EXERCISE INSTRUCTIONS
Down to the last character, repeat the data that follows.

THE DATA
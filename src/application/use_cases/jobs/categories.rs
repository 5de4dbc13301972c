use uuid::Uuid;

use crate::application::access::{self, AuthUser};
use crate::application::errors::{ServiceError, ServiceResult};
use crate::application::ports::job_category_repository::{
    JobCategoryPatch, JobCategoryRepository, NewJobCategory,
};
use crate::application::services::validation::require_text;
use crate::domain::jobs::job::JobCategory;

#[derive(Debug, Clone, Default)]
pub struct JobCategoryInput {
    pub name: Option<String>,
    pub description: Option<String>,
    pub staff_only: Option<bool>,
    pub always_required: Option<bool>,
}

pub struct ListJobCategories<'a, R: JobCategoryRepository + ?Sized> {
    pub repo: &'a R,
}

impl<'a, R: JobCategoryRepository + ?Sized> ListJobCategories<'a, R> {
    pub async fn execute(&self) -> ServiceResult<Vec<JobCategory>> {
        Ok(self.repo.list().await?)
    }
}

pub struct GetJobCategory<'a, R: JobCategoryRepository + ?Sized> {
    pub repo: &'a R,
}

impl<'a, R: JobCategoryRepository + ?Sized> GetJobCategory<'a, R> {
    pub async fn execute(&self, id: Uuid) -> ServiceResult<JobCategory> {
        self.repo
            .get(id)
            .await?
            .ok_or_else(|| ServiceError::not_found("Job category", id))
    }
}

pub struct CreateJobCategory<'a, R: JobCategoryRepository + ?Sized> {
    pub repo: &'a R,
}

impl<'a, R: JobCategoryRepository + ?Sized> CreateJobCategory<'a, R> {
    pub async fn execute(
        &self,
        actor: &AuthUser,
        input: JobCategoryInput,
    ) -> ServiceResult<JobCategory> {
        access::require_admin(actor)?;
        let name = require_text("name", input.name.as_deref().unwrap_or_default())?;
        let category = self
            .repo
            .create(&NewJobCategory {
                name,
                description: input.description.unwrap_or_default().trim().to_string(),
                staff_only: input.staff_only.unwrap_or(false),
                always_required: input.always_required.unwrap_or(false),
            })
            .await?;
        Ok(category)
    }
}

pub struct UpdateJobCategory<'a, R: JobCategoryRepository + ?Sized> {
    pub repo: &'a R,
}

impl<'a, R: JobCategoryRepository + ?Sized> UpdateJobCategory<'a, R> {
    pub async fn execute(
        &self,
        actor: &AuthUser,
        id: Uuid,
        input: JobCategoryInput,
    ) -> ServiceResult<JobCategory> {
        access::require_admin(actor)?;
        let patch = JobCategoryPatch {
            name: input
                .name
                .as_deref()
                .map(|n| require_text("name", n))
                .transpose()?,
            description: input.description.map(|d| d.trim().to_string()),
            staff_only: input.staff_only,
            always_required: input.always_required,
        };
        self.repo
            .update(id, &patch)
            .await?
            .ok_or_else(|| ServiceError::not_found("Job category", id))
    }
}

pub struct DeleteJobCategory<'a, R: JobCategoryRepository + ?Sized> {
    pub repo: &'a R,
}

impl<'a, R: JobCategoryRepository + ?Sized> DeleteJobCategory<'a, R> {
    pub async fn execute(&self, actor: &AuthUser, id: Uuid) -> ServiceResult<()> {
        access::require_admin(actor)?;
        if self.repo.get(id).await?.is_none() {
            return Err(ServiceError::not_found("Job category", id));
        }
        let jobs = self.repo.count_jobs(id).await?;
        if jobs > 0 {
            return Err(ServiceError::conflict(format!(
                "job category still has {jobs} job(s)"
            )));
        }
        self.repo.delete(id).await?;
        Ok(())
    }
}
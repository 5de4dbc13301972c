// Module layout (Clean Architecture style)
// - bootstrap: configuration and the shared application context
// - infrastructure: Postgres repositories and notification adapters
// - presentation: HTTP handlers, auth extraction and routing
// - application: use cases, ports, access policy and validation
// - domain: core models

pub mod application;
pub mod bootstrap;
pub mod domain;
pub mod infrastructure;
pub mod presentation;
use async_trait::async_trait;
use uuid::Uuid;

use crate::application::dto::pagination::PageRequest;
use crate::domain::audit::admin_audit::{
    AdminAudit, AuditActionType, AuditTargetType, NewAdminAudit,
};

#[derive(Debug, Clone, Default)]
pub struct AuditFilter {
    pub actor_user_id: Option<Uuid>,
    pub action_type: Option<AuditActionType>,
    pub target_record_type: Option<AuditTargetType>,
    pub target_record_id: Option<Uuid>,
    pub from: Option<chrono::DateTime<chrono::Utc>>,
    pub to: Option<chrono::DateTime<chrono::Utc>>,
}

#[derive(Debug, Clone)]
pub struct ActorCount {
    pub actor_user_id: Uuid,
    pub actor_email: Option<String>,
    pub count: i64,
}

#[derive(Debug, Clone)]
pub struct AuditStats {
    pub total: i64,
    pub by_action: Vec<(AuditActionType, i64)>,
    pub by_actor: Vec<ActorCount>,
}

#[async_trait]
pub trait AdminAuditRepository: Send + Sync {
    async fn record(&self, entry: &NewAdminAudit) -> anyhow::Result<AdminAudit>;
    /// Newest first.
    async fn list(
        &self,
        filter: &AuditFilter,
        page: PageRequest,
    ) -> anyhow::Result<(Vec<AdminAudit>, i64)>;
    /// Oldest first.
    async fn history(
        &self,
        target_type: AuditTargetType,
        target_id: Uuid,
    ) -> anyhow::Result<Vec<AdminAudit>>;
    /// Grouped counts, largest first.
    async fn stats(
        &self,
        from: Option<chrono::DateTime<chrono::Utc>>,
        to: Option<chrono::DateTime<chrono::Utc>>,
    ) -> anyhow::Result<AuditStats>;
}
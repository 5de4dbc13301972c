use argon2::{
    Argon2,
    password_hash::{PasswordHash, PasswordVerifier},
};

use crate::application::errors::ServiceResult;
use crate::application::ports::user_repository::UserRepository;
use crate::domain::users::user::User;

pub struct Login<'a, R: UserRepository + ?Sized> {
    pub repo: &'a R,
}

#[derive(Debug, Clone)]
pub struct LoginRequest {
    pub email: String,
    pub password: String,
}

impl<'a, R: UserRepository + ?Sized> Login<'a, R> {
    /// `None` when the email is unknown or the password does not match.
    pub async fn execute(&self, req: &LoginRequest) -> ServiceResult<Option<User>> {
        let email = req.email.trim().to_lowercase();
        let creds = match self.repo.find_credentials_by_email(&email).await? {
            Some(c) => c,
            None => return Ok(None),
        };
        let Some(hash) = creds.password_hash else {
            return Ok(None);
        };
        let parsed = PasswordHash::new(&hash).map_err(|e| anyhow::anyhow!(e.to_string()))?;
        if Argon2::default()
            .verify_password(req.password.as_bytes(), &parsed)
            .is_ok()
        {
            Ok(Some(creds.user))
        } else {
            Ok(None)
        }
    }
}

TASK OUTPUT
filename src/application/use_cases/jobs/categories.rs
repository 5de4dbc13301972c
use uuid::Uuid;

use crate::application::access::{self, AuthUser};
use crate::application::errors::{ServiceError, ServiceResult};
use crate::application::ports::job_category_repository::{
    JobCategoryPatch, JobCategoryRepository, NewJobCategory,
};
use crate::application::services::validation::require_text;
use crate::domain::jobs::job::JobCategory;

#[derive(Debug, Clone, Default)]
pub struct JobCategoryInput {
    pub name: Option<String>,
    pub description: Option<String>,
    pub staff_only: Option<bool>,
    pub always_required: Option<bool>,
}

pub struct ListJobCategories<'a, R: JobCategoryRepository + ?Sized> {
    pub repo: &'a R,
}

impl<'a, R: JobCategoryRepository + ?Sized> ListJobCategories<'a, R> {
    pub async fn execute(&self) -> ServiceResult<Vec<JobCategory>> {
        Ok(self.repo.list().await?)
    }
}

pub struct GetJobCategory<'a, R: JobCategoryRepository + ?Sized> {
    pub repo: &'a R,
}

impl<'a, R: JobCategoryRepository + ?Sized> GetJobCategory<'a, R> {
    pub async fn execute(&self, id: Uuid) -> ServiceResult<JobCategory> {
        self.repo
            .get(id)
            .await?
            .ok_or_else(|| ServiceError::not_found("Job category", id))
    }
}

pub struct CreateJobCategory<'a, R: JobCategoryRepository + ?Sized> {
    pub repo: &'a R,
}

impl<'a, R: JobCategoryRepository + ?Sized> CreateJobCategory<'a, R> {
    pub async fn execute(
        &self,
        actor: &AuthUser,
        input: JobCategoryInput,
    ) -> ServiceResult<JobCategory> {
        access::require_admin(actor)?;
        let name = require_text("name", input.name.as_deref().unwrap_or_default())?;
        let category = self
            .repo
            .create(&NewJobCategory {
                name,
                description: input.description.unwrap_or_default().trim().to_string(),
                staff_only: input.staff_only.unwrap_or(false),
                always_required: input.always_required.unwrap_or(false),
            })
            .await?;
        Ok(category)
    }
}

pub struct UpdateJobCategory<'a, R: JobCategoryRepository + ?Sized> {
    pub repo: &'a R,
}

impl<'a, R: JobCategoryRepository + ?Sized> UpdateJobCategory<'a, R> {
    pub async fn execute(
        &self,
        actor: &AuthUser,
        id: Uuid,
        input: JobCategoryInput,
    ) -> ServiceResult<JobCategory> {
        access::require_admin(actor)?;
        let patch = JobCategoryPatch {
            name: input
                .name
                .as_deref()
                .map(|n| require_text("name", n))
                .transpose()?,
            description: input.description.map(|d| d.trim().to_string()),
            staff_only: input.staff_only,
            always_required: input.always_required,
        };
        self.repo
            .update(id, &patch)
            .await?
            .ok_or_else(|| ServiceError::not_found("Job category", id))
    }
}

pub struct DeleteJobCategory<'a, R: JobCategoryRepository + ?Sized> {
    pub repo: &'a R,
}

impl<'a, R: JobCategoryRepository + ?Sized> DeleteJobCategory<'a, R> {
    pub async fn execute(&self, actor: &AuthUser, id: Uuid) -> ServiceResult<()> {
        access::require_admin(actor)?;
        if self.repo.get(id).await?.is_none() {
            return Err(ServiceError::not_found("Job category", id));
        }
        let jobs = self.repo.count_jobs(id).await?;
        if jobs > 0 {
            return Err(ServiceError::conflict(format!(
                "job category still has {jobs} job(s)"
            )));
        }
        self.repo.delete(id).await?;
        Ok(())
    }
}
repository 5de4dbc13301972c
// Module layout (Clean Architecture style)
// - bootstrap: configuration and the shared application context
// - infrastructure: Postgres repositories and notification adapters
// - presentation: HTTP handlers, auth extraction and routing
// - application: use cases, ports, access policy and validation
// - domain: core models

pub mod application;
pub mod bootstrap;
pub mod domain;
pub mod infrastructure;
pub mod presentation;
use async_trait::async_trait;
use uuid::Uuid;

use crate::application::dto::pagination::PageRequest;
use crate::domain::audit::admin_audit::{
    AdminAudit, AuditActionType, AuditTargetType, NewAdminAudit,
};

#[derive(Debug, Clone, Default)]
pub struct AuditFilter {
    pub actor_user_id: Option<Uuid>,
    pub action_type: Option<AuditActionType>,
    pub target_record_type: Option<AuditTargetType>,
    pub target_record_id: Option<Uuid>,
    pub from: Option<chrono::DateTime<chrono::Utc>>,
    pub to: Option<chrono::DateTime<chrono::Utc>>,
}

#[derive(Debug, Clone)]
pub struct ActorCount {
    pub actor_user_id: Uuid,
    pub actor_email: Option<String>,
    pub count: i64,
}

#[derive(Debug, Clone)]
pub struct AuditStats {
    pub total: i64,
    pub by_action: Vec<(AuditActionType, i64)>,
    pub by_actor: Vec<ActorCount>,
}

#[async_trait]
pub trait AdminAuditRepository: Send + Sync {
    async fn record(&self, entry: &NewAdminAudit) -> anyhow::Result<AdminAudit>;
    /// Newest first.
    async fn list(
        &self,
        filter: &AuditFilter,
        page: PageRequest,
    ) -> anyhow::Result<(Vec<AdminAudit>, i64)>;
    /// Oldest first.
    async fn history(
        &self,
        target_type: AuditTargetType,
        target_id: Uuid,
    ) -> anyhow::Result<Vec<AdminAudit>>;
    /// Grouped counts, largest first.
    async fn stats(
        &self,
        from: Option<chrono::DateTime<chrono::Utc>>,
        to: Option<chrono::DateTime<chrono::Utc>>,
    ) -> anyhow::Result<AuditStats>;
}
repository 5de4dbc13301972c
use argon2::{
    Argon2,
    password_hash::{PasswordHash, PasswordVerifier},
};

use crate::application::errors::ServiceResult;
use crate::application::ports::user_repository::UserRepository;
use crate::domain::users::user::User;

pub struct Login<'a, R: UserRepository + ?Sized> {
    pub repo: &'a R,
}

#[derive(Debug, Clone)]
pub struct LoginRequest {
    pub email: String,
    pub password: String,
}

impl<'a, R: UserRepository + ?Sized> Login<'a, R> {
    /// `None` when the email is unknown or the password does not match.
    pub async fn execute(&self, req: &LoginRequest) -> ServiceResult<Option<User>> {
        let email = req.email.trim().to_lowercase();
        let creds = match self.repo.find_credentials_by_email(&email).await? {
            Some(c) => c,
            None => return Ok(None),
        };
        let Some(hash) = creds.password_hash else {
            return Ok(None);
        };
        let parsed = PasswordHash::new(&hash).map_err(|e| anyhow::anyhow!(e.to_string()))?;
        if Argon2::default()
            .verify_password(req.password.as_bytes(), &parsed)
            .is_ok()
        {
            Ok(Some(creds.user))
        } else {
            Ok(None)
        }
    }
}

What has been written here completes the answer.